Welding nuts 26 and 27 are attached to both sides of the bolt 34 for attaching the tilting lever 14 to the inner bracket 31.

The operation of the steering shaft 5 equipped with the supporting bracket 20 according to the present invention will be described with reference to FIG. 7.

7 shows a deformation of the steering shaft 5 by the upper bracket 20 according to the invention. The dotted line shows the position of the steering shaft in the steady state and the solid line shows the state of the steering shaft in the event of a collision.

As shown in the drawing, the guide 33 positioned at the lower end of the upper bracket 20 in the normal state lowers the upper column 30 which descends when an impact is applied to the steering wheel 1 according to the collision of the vehicle. ) Is constrained along the curved guide groove 22 of the bottom surface.
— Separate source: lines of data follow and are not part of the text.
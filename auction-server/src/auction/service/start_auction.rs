use {
    super::Service,
    crate::{
        api::RestError,
        auction::entities,
    },
    live_auction_api_types::auction as api_types,
    std::time::Duration,
    uuid::Uuid,
};

pub struct StartAuctionInput {
    pub item:           api_types::ItemSpec,
    pub duration:       Duration,
    pub stream_session: Option<api_types::StreamSession>,
}

impl Service {
    /// Create a new live auction. All-or-nothing: any validation failure
    /// leaves no record behind.
    #[tracing::instrument(
        skip_all,
        fields(auction_id, item = %input.item.name),
        err(level = tracing::Level::TRACE)
    )]
    pub async fn start_auction(
        &self,
        input: StartAuctionInput,
    ) -> Result<entities::AuctionRecord, RestError> {
        let item = entities::ItemData::try_from(input.item)?;
        if input.duration.is_zero() {
            return Err(RestError::BadParameters(
                "auction duration must be non-zero".to_string(),
            ));
        }

        let now = entities::now_millis();
        let record = entities::AuctionRecord {
            id:             Uuid::new_v4(),
            status:         entities::AuctionStatus::Active,
            current_bid:    item.start_price,
            current_bidder: None,
            start_time:     now,
            end_time:       now + input.duration.as_millis() as i64,
            viewer_count:   0,
            stream_session: input.stream_session.map(Into::into),
            item,
        };
        tracing::Span::current().record("auction_id", record.id.to_string());

        self.repo.add_auction(&record).await?;
        tracing::info!(
            auction_id = %record.id,
            start_price = record.item.start_price,
            end_time = record.end_time,
            "Auction started"
        );
        Ok(record)
    }
}
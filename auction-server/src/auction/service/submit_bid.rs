use {
    super::{
        verification::validate_bid,
        Service,
    },
    crate::{
        api::RestError,
        auction::entities,
    },
    live_auction_api_types::BidderId,
};

pub struct SubmitBidInput {
    pub auction_id: entities::AuctionId,
    pub amount:     u64,
    pub bidder:     BidderId,
}

impl Service {
    /// The only path by which a bid reaches persistent state. The validator
    /// runs inside the store transaction; under contention the store re-runs
    /// it against the freshly committed record, so "highest bid wins"
    /// without any explicit locking.
    #[tracing::instrument(
        skip_all,
        fields(
            auction_id = %input.auction_id,
            bidder = %input.bidder,
            amount = input.amount,
        ),
        err(level = tracing::Level::TRACE)
    )]
    pub async fn submit_bid(
        &self,
        input: SubmitBidInput,
    ) -> Result<entities::BidReceipt, RestError> {
        let committed = self
            .repo
            .update_auction(input.auction_id, |current| {
                // One clock snapshot per attempt, taken where the commit is
                // serialized, so anti-sniping never trusts a client clock.
                let now = entities::now_millis();
                validate_bid(current, input.amount, &input.bidder, now, &self.config)
            })
            .await?;
        tracing::debug!(end_time = committed.end_time, "Bid committed");
        Ok(entities::BidReceipt {
            auction_id: committed.id,
            amount:     committed.current_bid,
            end_time:   committed.end_time,
        })
    }
}
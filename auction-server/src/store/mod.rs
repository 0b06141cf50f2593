use {
    dashmap::DashMap,
    serde_json::Value,
    std::sync::{
        Arc,
        Mutex,
    },
    tokio::sync::watch,
};

/// How many times a transaction is re-run against freshly committed state
/// before the store gives up and reports the path as unavailable.
const MAX_TRANSACTION_RETRIES: usize = 25;

#[derive(Clone, Debug, PartialEq, Eq, strum::Display)]
pub enum StoreError {
    /// Transient failure, the caller may retry the whole operation.
    Unavailable,
    /// The caller is not allowed to touch this path. Fatal, do not retry.
    PermissionDenied,
}

impl StoreError {
    pub fn is_transient(&self) -> bool {
        matches!(self, StoreError::Unavailable)
    }
}

/// Stand-in for the backend's security rules: only well-formed relative key
/// paths are accessible. Everything else is refused as a permission error.
fn check_path(path: &str) -> Result<(), StoreError> {
    if path.is_empty() || path.starts_with('/') || path.ends_with('/') || path.contains("//") {
        return Err(StoreError::PermissionDenied);
    }
    Ok(())
}

/// What a transaction transform wants the store to do with the path.
pub enum TransactionDecision {
    Commit(Value),
    Abort,
}

pub struct TransactionOutcome {
    pub committed: bool,
    /// The committed value, or on abort the value the transform last saw.
    pub value:     Option<Value>,
}

struct VersionedValue {
    version: u64,
    value:   Option<Value>,
}

struct PathEntry {
    slot:  Mutex<VersionedValue>,
    watch: watch::Sender<Option<Value>>,
}

impl PathEntry {
    fn new() -> Self {
        let (watch, _) = watch::channel(None);
        Self {
            slot: Mutex::new(VersionedValue {
                version: 0,
                value:   None,
            }),
            watch,
        }
    }
}

/// In-process key-path document store with the contract the auction core is
/// written against: last-write-wins `write`, read-modify-write
/// `atomic_update` that detects conflicting commits and re-runs the
/// transform, and per-path subscriptions delivering committed values in
/// commit order. A different backend can replace this as long as it keeps
/// those semantics.
#[derive(Clone, Default)]
pub struct DocumentStore {
    paths: Arc<DashMap<String, Arc<PathEntry>>>,
}

impl DocumentStore {
    pub fn new() -> Self {
        Self::default()
    }

    fn entry(&self, path: &str) -> Arc<PathEntry> {
        self.paths
            .entry(path.to_string())
            .or_insert_with(|| Arc::new(PathEntry::new()))
            .clone()
    }

    pub async fn read(&self, path: &str) -> Result<Option<Value>, StoreError> {
        check_path(path)?;
        let entry = self.entry(path);
        let slot = entry.slot.lock().map_err(|_| StoreError::Unavailable)?;
        Ok(slot.value.clone())
    }

    /// Last-write-wins set. Bumps the version so a racing transaction
    /// observes the conflict and re-runs.
    pub async fn write(&self, path: &str, value: Value) -> Result<(), StoreError> {
        check_path(path)?;
        let entry = self.entry(path);
        let mut slot = entry.slot.lock().map_err(|_| StoreError::Unavailable)?;
        slot.version += 1;
        slot.value = Some(value.clone());
        // Published while the slot lock is still held, so watch delivery
        // order is the commit order.
        entry.watch.send_replace(Some(value));
        Ok(())
    }

    pub async fn remove(&self, path: &str) -> Result<(), StoreError> {
        check_path(path)?;
        let entry = self.entry(path);
        let mut slot = entry.slot.lock().map_err(|_| StoreError::Unavailable)?;
        slot.version += 1;
        slot.value = None;
        entry.watch.send_replace(None);
        Ok(())
    }

    /// Optimistic read-modify-write. The transform runs against a snapshot
    /// of the path; the result commits only if no other writer committed in
    /// between, otherwise the transform is re-run with the fresh value. The
    /// transform therefore must be pure in everything except its inputs.
    pub async fn atomic_update<F>(
        &self,
        path: &str,
        mut transform: F,
    ) -> Result<TransactionOutcome, StoreError>
    where
        F: FnMut(Option<&Value>) -> TransactionDecision,
    {
        check_path(path)?;
        let entry = self.entry(path);
        for _ in 0..MAX_TRANSACTION_RETRIES {
            let (snapshot, version) = {
                let slot = entry.slot.lock().map_err(|_| StoreError::Unavailable)?;
                (slot.value.clone(), slot.version)
            };
            let decision = transform(snapshot.as_ref());
            let mut slot = entry.slot.lock().map_err(|_| StoreError::Unavailable)?;
            if slot.version != version {
                // A conflicting commit landed while the transform ran.
                continue;
            }
            return match decision {
                TransactionDecision::Commit(next) => {
                    slot.version += 1;
                    slot.value = Some(next.clone());
                    // Published while the slot lock is still held. Two racing
                    // committers that published after unlocking could reach
                    // the watch in the opposite order from the one the store
                    // serialized them in.
                    entry.watch.send_replace(Some(next.clone()));
                    Ok(TransactionOutcome {
                        committed: true,
                        value:     Some(next),
                    })
                }
                TransactionDecision::Abort => Ok(TransactionOutcome {
                    committed: false,
                    value:     snapshot,
                }),
            };
        }
        tracing::warn!(path, "Transaction retries exhausted");
        Err(StoreError::Unavailable)
    }

    /// Subscribe to a path. The first `next` resolves immediately with the
    /// current value; later ones resolve with committed changes in commit
    /// order. A slow consumer may observe coalesced updates, but every value
    /// it observes is one that was actually committed.
    pub async fn subscribe(&self, path: &str) -> Result<Subscription, StoreError> {
        check_path(path)?;
        let entry = self.entry(path);
        Ok(Subscription {
            receiver:          entry.watch.subscribe(),
            delivered_initial: false,
        })
    }
}

#[derive(Debug)]
pub struct Subscription {
    receiver:          watch::Receiver<Option<Value>>,
    delivered_initial: bool,
}

impl Subscription {
    /// Next committed value, or `None` once the store is gone.
    pub async fn next(&mut self) -> Option<Option<Value>> {
        if !self.delivered_initial {
            self.delivered_initial = true;
            return Some(self.receiver.borrow_and_update().clone());
        }
        if self.receiver.changed().await.is_err() {
            return None;
        }
        Some(self.receiver.borrow_and_update().clone())
    }
}

#[cfg(test)]
mod tests {
    use {
        super::*,
        futures::future::join_all,
        serde_json::json,
    };

    #[tokio::test]
    async fn atomic_update_commits_transform_result() {
        let store = DocumentStore::new();
        store.write("counters/a", json!(1)).await.unwrap();

        let outcome = store
            .atomic_update("counters/a", |current| {
                let value = current.and_then(Value::as_i64).unwrap_or(0);
                TransactionDecision::Commit(json!(value + 1))
            })
            .await
            .unwrap();

        assert!(outcome.committed);
        assert_eq!(outcome.value, Some(json!(2)));
        assert_eq!(store.read("counters/a").await.unwrap(), Some(json!(2)));
    }

    #[tokio::test]
    async fn abort_leaves_value_unchanged() {
        let store = DocumentStore::new();
        store.write("counters/a", json!(7)).await.unwrap();

        let outcome = store
            .atomic_update("counters/a", |_| TransactionDecision::Abort)
            .await
            .unwrap();

        assert!(!outcome.committed);
        assert_eq!(outcome.value, Some(json!(7)));
        assert_eq!(store.read("counters/a").await.unwrap(), Some(json!(7)));
    }

    #[tokio::test(flavor = "multi_thread", worker_threads = 4)]
    async fn contended_updates_lose_no_increments() {
        let store = DocumentStore::new();
        store.write("counters/a", json!(0)).await.unwrap();

        const WRITERS: i64 = 64;
        let tasks = (0..WRITERS).map(|_| {
            let store = store.clone();
            tokio::spawn(async move {
                // Unavailable is transient, so a writer that exhausts its
                // retries under heavy contention just starts over.
                loop {
                    match store
                        .atomic_update("counters/a", |current| {
                            let value = current.and_then(Value::as_i64).unwrap_or(0);
                            TransactionDecision::Commit(json!(value + 1))
                        })
                        .await
                    {
                        Ok(_) => break,
                        Err(err) => assert!(err.is_transient()),
                    }
                }
            })
        });
        join_all(tasks).await;

        assert_eq!(
            store.read("counters/a").await.unwrap(),
            Some(json!(WRITERS))
        );
    }

    #[tokio::test]
    async fn subscribe_delivers_current_value_then_commits_in_order() {
        let store = DocumentStore::new();
        store.write("auctions/x", json!({"bid": 100})).await.unwrap();

        let mut subscription = store.subscribe("auctions/x").await.unwrap();
        assert_eq!(
            subscription.next().await,
            Some(Some(json!({"bid": 100})))
        );

        store.write("auctions/x", json!({"bid": 150})).await.unwrap();
        assert_eq!(
            subscription.next().await,
            Some(Some(json!({"bid": 150})))
        );

        store.remove("auctions/x").await.unwrap();
        assert_eq!(subscription.next().await, Some(None));
    }

    #[tokio::test]
    async fn subscribe_to_missing_path_delivers_none_first() {
        let store = DocumentStore::new();
        let mut subscription = store.subscribe("auctions/missing").await.unwrap();
        assert_eq!(subscription.next().await, Some(None));
    }

    #[tokio::test(flavor = "multi_thread", worker_threads = 4)]
    async fn subscription_observes_commits_in_commit_order() {
        let store = DocumentStore::new();
        store.write("counters/a", json!(0)).await.unwrap();
        let mut subscription = store.subscribe("counters/a").await.unwrap();

        const WRITERS: i64 = 32;
        let handles: Vec<_> = (0..WRITERS)
            .map(|_| {
                let store = store.clone();
                tokio::spawn(async move {
                    loop {
                        match store
                            .atomic_update("counters/a", |current| {
                                let value = current.and_then(Value::as_i64).unwrap_or(0);
                                TransactionDecision::Commit(json!(value + 1))
                            })
                            .await
                        {
                            Ok(_) => break,
                            Err(err) => assert!(err.is_transient()),
                        }
                    }
                })
            })
            .collect();

        // Coalescing may skip values, but whatever is delivered must follow
        // the committed sequence, which only ever counts up.
        let mut last = 0;
        while last < WRITERS {
            let observed = subscription
                .next()
                .await
                .expect("subscription should stay open")
                .and_then(|value| value.as_i64())
                .expect("counter should be an integer");
            assert!(observed >= last, "saw {} after {}", observed, last);
            last = observed;
        }
        join_all(handles).await;
    }

    #[tokio::test]
    async fn malformed_path_is_refused_as_fatal() {
        let store = DocumentStore::new();
        let err = store.write("/auctions/x", json!(1)).await.unwrap_err();
        assert_eq!(err, StoreError::PermissionDenied);
        assert!(!err.is_transient());
        assert!(StoreError::Unavailable.is_transient());

        let err = store.subscribe("auctions//x").await.unwrap_err();
        assert_eq!(err, StoreError::PermissionDenied);
    }
}
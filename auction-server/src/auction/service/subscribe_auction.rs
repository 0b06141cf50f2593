use {
    super::Service,
    crate::{
        api::RestError,
        auction::entities,
    },
    futures::Stream,
};

pub struct SubscribeAuctionInput {
    pub auction_id: entities::AuctionId,
}

impl Service {
    /// Stream of committed records for one auction: the current state
    /// immediately, then every later commit in commit order. Fails up front
    /// if the auction does not exist.
    pub async fn subscribe_auction(
        &self,
        input: SubscribeAuctionInput,
    ) -> Result<impl Stream<Item = entities::AuctionRecord>, RestError> {
        self.repo.get_auction(input.auction_id).await?;
        self.repo.watch_auction(input.auction_id).await
    }
}
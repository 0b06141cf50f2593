use {
    crate::{
        api,
        api::ws::WsState,
        auction::service::Service,
        config::{
            Config,
            RunOptions,
        },
        state::Store,
        store::DocumentStore,
    },
    anyhow::anyhow,
    std::{
        sync::{
            atomic::{
                AtomicBool,
                Ordering,
            },
            Arc,
        },
        time::Duration,
    },
};

pub async fn start_server(run_options: RunOptions) -> anyhow::Result<()> {
    tokio::spawn(async move {
        tracing::info!("Registered shutdown signal handler...");
        if tokio::signal::ctrl_c().await.is_err() {
            tracing::error!("Failed to register shutdown signal handler");
            return;
        }
        tracing::info!("Shut down signal received, waiting for tasks...");
        SHOULD_EXIT.store(true, Ordering::Release);
    });

    let config = Config::load(&run_options.config.config).map_err(|err| {
        anyhow!(
            "Failed to load config from file({path}): {:?}",
            err,
            path = run_options.config.config
        )
    })?;

    let (broadcast_sender, broadcast_receiver) =
        tokio::sync::broadcast::channel(config.ws.broadcast_channel_size);
    let db = DocumentStore::new();
    let store = Arc::new(Store {
        service: Service::new(db, config.auction.clone(), broadcast_sender.clone()),
        ws:      WsState::new(
            config.ws.requester_ip_header_name.clone(),
            broadcast_sender,
            broadcast_receiver,
        ),
    });

    api::start_api(run_options, store).await
}

// A static exit flag to indicate to running threads that we're shutting down. This is used to
// gracefully shutdown the application.
//
// NOTE: A more idiomatic approach would be to use a tokio::sync::broadcast channel, and to send a
// shutdown signal to all running tasks. However, this is a bit more complicated to implement and
// we don't rely on global state for anything else.
pub(crate) static SHOULD_EXIT: AtomicBool = AtomicBool::new(false);
pub const EXIT_CHECK_INTERVAL: Duration = Duration::from_secs(1);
Accordingly, the steering shaft 5 is bent downward by the height difference of the guide groove 22 of the bottom surface of the bracket 20.

Therefore, the inclination and the shape of the bottom surface of the upper bracket 20 are formed such that the guide groove 22 coincides or is somewhat larger than the popup height of the steering shaft which differs from vehicle to vehicle.

As such, the upper bracket 20 according to the present invention acts to descend downward along the curved guide groove 22 of the bottom surface of the bracket 20 by the guide 33 when the upper column 30 descends. Compensation of the steering shaft due to pop-up of the steering shaft when the vehicle collides is compensated.

As a result, it is possible to prevent human injury caused by pop-up of the steering wheel when the airbag 15 is released.

Therefore, the present invention can be used in combination with an airbag to be useful for the protection of the driver.

Although one specific embodiment of the present invention has been described in detail above, the present invention is not limited thereto, and various changes and modifications may be made by those skilled in the art based on the technical idea of the present invention.

Claims (1)

An outer bracket having a guide groove opened downward and the bottom surface is bent so as to increase in diameter downward, is mounted to the guide groove of the outer bracket, the guide having an enlarged portion at the end, the other end of the guide is fixed and in the outer bracket An upper bracket of an airbag mounting steering shaft composed of an inner bracket fitted and slidably mounted in the outer bracket.